* [Provided material]
------------

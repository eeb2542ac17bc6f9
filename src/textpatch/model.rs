// Unified diff model.
//
//   --- <old label>
//   +++ <new label>
//   @@ -<old start>,<old count> +<new start>,<new count> @@
//    context
//   -removed
//   +added
//
// Counts are always written. "\ No newline at end of file" markers are
// dropped when parsing and never rendered.

use std::fmt::Write as _;

use super::TextPatchError;

/// One line of a hunk body.
#[derive(Debug, Clone, PartialEq, Eq)]
pub enum HunkLine {
    Context(String),
    Remove(String),
    Add(String),
}

impl HunkLine {
    pub fn text(&self) -> &str {
        match self {
            HunkLine::Context(s) | HunkLine::Remove(s) | HunkLine::Add(s) => s,
        }
    }

    fn prefix(&self) -> char {
        match self {
            HunkLine::Context(_) => ' ',
            HunkLine::Remove(_) => '-',
            HunkLine::Add(_) => '+',
        }
    }

    /// The line as it appears in patch text.
    pub fn render(&self) -> String {
        format!("{}{}", self.prefix(), self.text())
    }
}

/// A contiguous group of changes with surrounding context.
#[derive(Debug, Clone, PartialEq, Eq)]
pub struct Hunk {
    /// 1-based; the line before the hunk when `old_count` is 0.
    pub old_start: usize,
    pub old_count: usize,
    pub new_start: usize,
    pub new_count: usize,
    pub lines: Vec<HunkLine>,
}

impl Hunk {
    /// Lines the hunk expects in the original (context and removals).
    pub fn old_lines(&self) -> Vec<&str> {
        self.lines
            .iter()
            .filter(|l| !matches!(l, HunkLine::Add(_)))
            .map(HunkLine::text)
            .collect()
    }

    /// Lines the hunk produces (context and additions).
    pub fn new_lines(&self) -> Vec<&str> {
        self.lines
            .iter()
            .filter(|l| !matches!(l, HunkLine::Remove(_)))
            .map(HunkLine::text)
            .collect()
    }

    /// Number of leading context lines.
    pub fn leading_context(&self) -> usize {
        self.lines
            .iter()
            .take_while(|l| matches!(l, HunkLine::Context(_)))
            .count()
    }

    /// Number of trailing context lines.
    pub fn trailing_context(&self) -> usize {
        self.lines
            .iter()
            .rev()
            .take_while(|l| matches!(l, HunkLine::Context(_)))
            .count()
    }

    pub fn header(&self) -> String {
        format!(
            "@@ -{},{} +{},{} @@",
            self.old_start, self.old_count, self.new_start, self.new_count
        )
    }
}

/// All hunks for one file.
#[derive(Debug, Clone, PartialEq, Eq)]
pub struct FilePatch {
    pub old_label: String,
    pub new_label: String,
    pub hunks: Vec<Hunk>,
}

impl FilePatch {
    /// Render as unified diff text with `\n` line endings.
    pub fn render(&self) -> String {
        let mut out = String::new();
        let _ = writeln!(out, "--- {}", self.old_label);
        let _ = writeln!(out, "+++ {}", self.new_label);
        for hunk in &self.hunks {
            out.push_str(&hunk.header());
            out.push('\n');
            for line in &hunk.lines {
                out.push(line.prefix());
                out.push_str(line.text());
                out.push('\n');
            }
        }
        out
    }

    /// Parse every file patch in `text`. `name` labels errors.
    ///
    /// Text before the first `---` header (e.g. `diff` or `Index:` lines) is
    /// skipped.
    pub fn parse_all(text: &str, name: &str) -> Result<Vec<FilePatch>, TextPatchError> {
        Parser::new(text, name).parse()
    }

    /// Parse text holding exactly one file patch.
    pub fn parse(text: &str, name: &str) -> Result<FilePatch, TextPatchError> {
        let mut all = Self::parse_all(text, name)?;
        match all.len() {
            1 => Ok(all.remove(0)),
            n => Err(TextPatchError::Parse {
                patch: name.to_owned(),
                line: 1,
                message: format!("expected one file patch, found {n}"),
            }),
        }
    }
}

// ---------------------------------------------------------------------------
// Parser
// ---------------------------------------------------------------------------

struct Parser<'a> {
    lines: Vec<&'a str>,
    pos: usize,
    name: &'a str,
}

impl<'a> Parser<'a> {
    fn new(text: &'a str, name: &'a str) -> Self {
        let lines = text
            .split('\n')
            .map(|l| l.strip_suffix('\r').unwrap_or(l))
            .collect();
        Self {
            lines,
            pos: 0,
            name,
        }
    }

    fn error(&self, message: impl Into<String>) -> TextPatchError {
        TextPatchError::Parse {
            patch: self.name.to_owned(),
            line: self.pos + 1,
            message: message.into(),
        }
    }

    fn parse(mut self) -> Result<Vec<FilePatch>, TextPatchError> {
        let mut patches = Vec::new();
        while self.pos < self.lines.len() {
            let line = self.lines[self.pos];
            if let Some(old) = line.strip_prefix("--- ") {
                let old_label = label(old);
                self.pos += 1;
                let new_label = match self.lines.get(self.pos).and_then(|l| l.strip_prefix("+++ ")) {
                    Some(new) => label(new),
                    None => return Err(self.error("expected +++ header after ---")),
                };
                self.pos += 1;
                let mut hunks = Vec::new();
                while self
                    .lines
                    .get(self.pos)
                    .is_some_and(|l| l.starts_with("@@"))
                {
                    hunks.push(self.parse_hunk()?);
                }
                patches.push(FilePatch {
                    old_label,
                    new_label,
                    hunks,
                });
            } else {
                self.pos += 1;
            }
        }
        Ok(patches)
    }

    fn parse_hunk(&mut self) -> Result<Hunk, TextPatchError> {
        let header = self.lines[self.pos];
        let (old_start, old_count, new_start, new_count) =
            parse_range_header(header).ok_or_else(|| self.error(format!("bad hunk header {header:?}")))?;
        self.pos += 1;

        let mut lines = Vec::new();
        let (mut old_seen, mut new_seen) = (0usize, 0usize);
        while old_seen < old_count || new_seen < new_count {
            let Some(&line) = self.lines.get(self.pos) else {
                return Err(self.error("hunk ends early"));
            };
            self.pos += 1;
            let body = || line.get(1..).unwrap_or("").to_owned();
            match line.chars().next() {
                Some(' ') => {
                    lines.push(HunkLine::Context(body()));
                    old_seen += 1;
                    new_seen += 1;
                }
                // Some tools strip the single space from empty context lines.
                None => {
                    lines.push(HunkLine::Context(String::new()));
                    old_seen += 1;
                    new_seen += 1;
                }
                Some('-') => {
                    lines.push(HunkLine::Remove(body()));
                    old_seen += 1;
                }
                Some('+') => {
                    lines.push(HunkLine::Add(body()));
                    new_seen += 1;
                }
                Some('\\') => {}
                Some(_) => {
                    self.pos -= 1;
                    return Err(self.error(format!("unexpected line in hunk: {line:?}")));
                }
            }
        }
        if old_seen != old_count || new_seen != new_count {
            return Err(self.error("hunk line counts do not match its header"));
        }
        // A marker may follow the last line of the hunk.
        while self.lines.get(self.pos).is_some_and(|l| l.starts_with('\\')) {
            self.pos += 1;
        }
        Ok(Hunk {
            old_start,
            old_count,
            new_start,
            new_count,
            lines,
        })
    }
}

/// Header label up to the first tab (timestamps follow a tab).
fn label(raw: &str) -> String {
    raw.split('\t').next().unwrap_or(raw).trim_end().to_owned()
}

/// `@@ -a[,b] +c[,d] @@ ...` -> (a, b, c, d); omitted counts are 1.
fn parse_range_header(header: &str) -> Option<(usize, usize, usize, usize)> {
    let rest = header.strip_prefix("@@ -")?;
    let (ranges, _) = rest.split_once(" @@")?;
    let (old, new) = ranges.split_once(" +")?;
    let range = |s: &str| -> Option<(usize, usize)> {
        match s.split_once(',') {
            Some((start, count)) => Some((start.parse().ok()?, count.parse().ok()?)),
            None => Some((s.parse().ok()?, 1)),
        }
    };
    let (a, b) = range(old)?;
    let (c, d) = range(new)?;
    Some((a, b, c, d))
}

------------

* [What the exercise asks] Every line of the records above where the string "first" is found should be copied.

* [Task solution]
    /// Text before the first `---` header (e.g. `diff` or `Index:` lines) is
/// Header label up to the first tab (timestamps follow a tab).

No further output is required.